WHAT THIS TASK INVOLVES: When a line in the material contains the word "configured", copy it.

DATA FOR PROCESSING:
//! Per-container network wiring.
//!
//! Allocates an address, plugs a veth into the subnet's bridge, configures
//! the container side from inside its namespace, writes its resolver files
//! and creates its iptables chains. Teardown undoes all of it.

use std::net::Ipv4Addr;
use std::path::PathBuf;
use std::sync::Arc;

use kennel_common::{ContainerHandle, KennelError, KennelResult};

use crate::bridge::{self, MAX_IFNAME};
use crate::command::CommandRunner;
use crate::config::{NetworkConfig, NetworkSettings, NetworkSpec};
use crate::dns;
use crate::iptables::{GlobalSetup, IptablesEngine, NetInRule, NetOutRule};
use crate::portpool::PortPool;
use crate::subnet::{SubnetPool, gateway};
use crate::veth::VethPair;

/// Interface prefix budget: `<prefix><10 hex>-0` must fit `IFNAMSIZ`.
const MAX_INTERFACE_PREFIX: usize = MAX_IFNAME - ContainerHandle::INSTANCE_ID_LEN - 2;

/// Applies and removes container networks.
#[derive(Debug)]
pub struct Configurer {
    runner: Arc<dyn CommandRunner>,
    iptables: IptablesEngine,
    subnets: SubnetPool,
    ports: Arc<PortPool>,
    settings: NetworkSettings,
    proc_root: PathBuf,
}

impl Configurer {
    /// Configurer using `settings`, drawing NetIn ports from `ports`.
    ///
    /// # Errors
    ///
    /// Returns [`KennelError::Config`] for invalid prefixes or pool ranges.
    pub fn new(runner: Arc<dyn CommandRunner>, settings: NetworkSettings, ports: Arc<PortPool>) -> KennelResult<Self> {
        let prefix = &settings.iptables.interface_prefix;
        if prefix.is_empty() || prefix.len() > MAX_INTERFACE_PREFIX {
            return Err(KennelError::Config {
                message: format!("interface prefix {prefix:?} must be 1-{MAX_INTERFACE_PREFIX} characters"),
            });
        }
        let iptables = IptablesEngine::new(Arc::clone(&runner), settings.iptables.clone())?;
        let subnets = SubnetPool::new(settings.pool)?;
        Ok(Self {
            runner,
            iptables,
            subnets,
            ports,
            settings,
            proc_root: PathBuf::from("/proc"),
        })
    }

    /// Resolve container files under `root` instead of `/proc`.
    #[must_use]
    pub fn with_proc_root(mut self, root: impl Into<PathBuf>) -> Self {
        self.proc_root = root.into();
        self
    }

    /// The iptables engine.
    #[must_use]
    pub const fn iptables(&self) -> &IptablesEngine {
        &self.iptables
    }

    /// The subnet pool.
    #[must_use]
    pub const fn subnets(&self) -> &SubnetPool {
        &self.subnets
    }

    /// The port pool.
    #[must_use]
    pub fn ports(&self) -> &PortPool {
        &self.ports
    }

    /// Create the host-wide chains and apply the configured deny networks.
    ///
    /// Deny networks are rebuilt on every call so configuration changes take
    /// effect on restart.
    ///
    /// # Errors
    ///
    /// Returns the first iptables failure.
    pub async fn setup_host(&self) -> KennelResult<()> {
        let setup = GlobalSetup {
            allow_host_access: self.settings.allow_host_access,
            deny_networks: self.settings.deny_networks.clone(),
        };
        self.iptables.setup(&setup).await?;
        self.iptables.reset_deny_networks(&setup.deny_networks).await
    }

    /// Wire the network of the container whose init is `pid`.
    ///
    /// On failure every step already taken is undone and the address is
    /// returned to the pool.
    ///
    /// # Errors
    ///
    /// Returns the pool or command error that stopped configuration.
    pub async fn configure(&self, handle: &ContainerHandle, pid: u32, spec: &NetworkSpec) -> KennelResult<NetworkConfig> {
        let (subnet, container_ip) = self.subnets.acquire(spec.subnet, spec.ip)?;
        let prefix = &self.settings.iptables.interface_prefix;
        let veth = VethPair::for_handle(prefix, handle);

        let config = NetworkConfig {
            handle: handle.clone(),
            bridge_name: bridge::bridge_name(prefix, subnet),
            host_interface: veth.host.clone(),
            container_interface: veth.container.clone(),
            container_ip,
            bridge_ip: gateway(subnet),
            subnet,
            mtu: self.settings.mtu,
            dns_servers: if spec.dns_servers.is_empty() {
                self.settings.dns_servers.clone()
            } else {
                spec.dns_servers.clone()
            },
            instance_chain: self.iptables.instance_chains(handle).instance,
            external_ip: self.settings.external_ip,
        };

        tracing::info!(
            handle = %handle,
            pid,
            ip = %container_ip,
            subnet = %subnet,
            bridge = %config.bridge_name,
            "Configuring container network"
        );

        let hostname = spec.hostname.as_deref().unwrap_or(handle.as_str());
        if let Err(e) = self.apply(&config, &veth, pid, hostname).await {
            tracing::warn!(handle = %handle, error = %e, "Network configuration failed, rolling back");
            self.destroy(&config).await;
            return Err(e);
        }
        Ok(config)
    }

    async fn apply(&self, config: &NetworkConfig, veth: &VethPair, pid: u32, hostname: &str) -> KennelResult<()> {
        let runner = self.runner.as_ref();

        bridge::ensure(runner, &config.bridge_name, config.bridge_ip, config.subnet, config.mtu).await?;
        veth.create(runner, &config.bridge_name, config.mtu, pid).await?;
        veth.configure_container_side(runner, pid, config.container_ip, config.subnet, config.bridge_ip)
            .await?;

        let root = dns::container_root(&self.proc_root, pid);
        dns::write_files(&root, &config.dns_servers, hostname, config.container_ip)?;

        // Leftovers from a crash would make chain creation fail.
        self.iptables.destroy_instance_chains(&config.handle).await?;
        self.iptables
            .create_instance_chains(&config.handle, &config.bridge_name, config.container_ip, config.subnet)
            .await
    }

    /// Re-reserve the address of a container that survived a restart.
    ///
    /// # Errors
    ///
    /// Returns [`KennelError::IpTaken`] if the address is already reserved.
    pub fn restore(&self, config: &NetworkConfig) -> KennelResult<()> {
        self.subnets.remove(config.subnet, config.container_ip)
    }

    /// Undo [`Self::configure`]. Best-effort: every step runs, failures are
    /// logged.
    pub async fn destroy(&self, config: &NetworkConfig) {
        let handle = &config.handle;
        if let Err(e) = self.iptables.destroy_instance_chains(handle).await {
            tracing::warn!(handle = %handle, error = %e, "Failed to destroy instance chains");
        }

        let veth = VethPair {
            host: config.host_interface.clone(),
            container: config.container_interface.clone(),
        };
        if let Err(e) = veth.delete(self.runner.as_ref()).await {
            tracing::warn!(handle = %handle, error = %e, "Failed to delete veth");
        }

        if self.subnets.release(config.subnet, config.container_ip) {
            if let Err(e) = bridge::delete(self.runner.as_ref(), &config.bridge_name).await {
                tracing::warn!(bridge = %config.bridge_name, error = %e, "Failed to delete bridge");
            }
        }
        tracing::debug!(handle = %handle, "Container network destroyed");
    }

    /// Map a host port to a container port.
    ///
    /// A zero host port takes the next port from the pool; an explicit one
    /// is reserved in the pool. A zero container port mirrors the host port.
    ///
    /// # Errors
    ///
    /// Returns [`KennelError::PortPoolExhausted`], [`KennelError::PortTaken`],
    /// [`KennelError::Config`] when no external IP is configured, or the
    /// iptables failure. A port taken from the pool is returned on failure.
    pub async fn net_in(&self, config: &NetworkConfig, host_port: u16, container_port: u16) -> KennelResult<NetInRule> {
        let external_ip: Ipv4Addr = config.external_ip.ok_or_else(|| KennelError::Config {
            message: "net-in requires an external IP".into(),
        })?;

        let host_port = if host_port == 0 {
            self.ports.acquire()?
        } else {
            self.ports.remove(host_port)?;
            host_port
        };
        let container_port = if container_port == 0 { host_port } else { container_port };

        if let Err(e) = self
            .iptables
            .forward(&config.handle, external_ip, config.container_ip, host_port, container_port)
            .await
        {
            if let Err(release) = self.ports.release(host_port) {
                tracing::warn!(handle = %config.handle, port = host_port, error = %release, "Failed to return port");
            }
            return Err(e);
        }

        tracing::info!(handle = %config.handle, host_port, container_port, "Mapped port");
        Ok(NetInRule {
            host_port,
            container_port,
        })
    }

    /// Allow one outbound rule.
    ///
    /// # Errors
    ///
    /// See [`IptablesEngine::open`].
    pub async fn net_out(&self, handle: &ContainerHandle, rule: &NetOutRule) -> KennelResult<()> {
        self.iptables.open(handle, rule).await
    }

    /// Allow many outbound rules in one batch.
    ///
    /// # Errors
    ///
    /// See [`IptablesEngine::bulk_open`].
    pub async fn bulk_net_out(&self, handle: &ContainerHandle, rules: &[NetOutRule]) -> KennelResult<()> {
        self.iptables.bulk_open(handle, rules).await
    }
}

RESPONSE:
    /// Create the host-wide chains and apply the configured deny networks.
    /// [`KennelError::Config`] when no external IP is configured, or the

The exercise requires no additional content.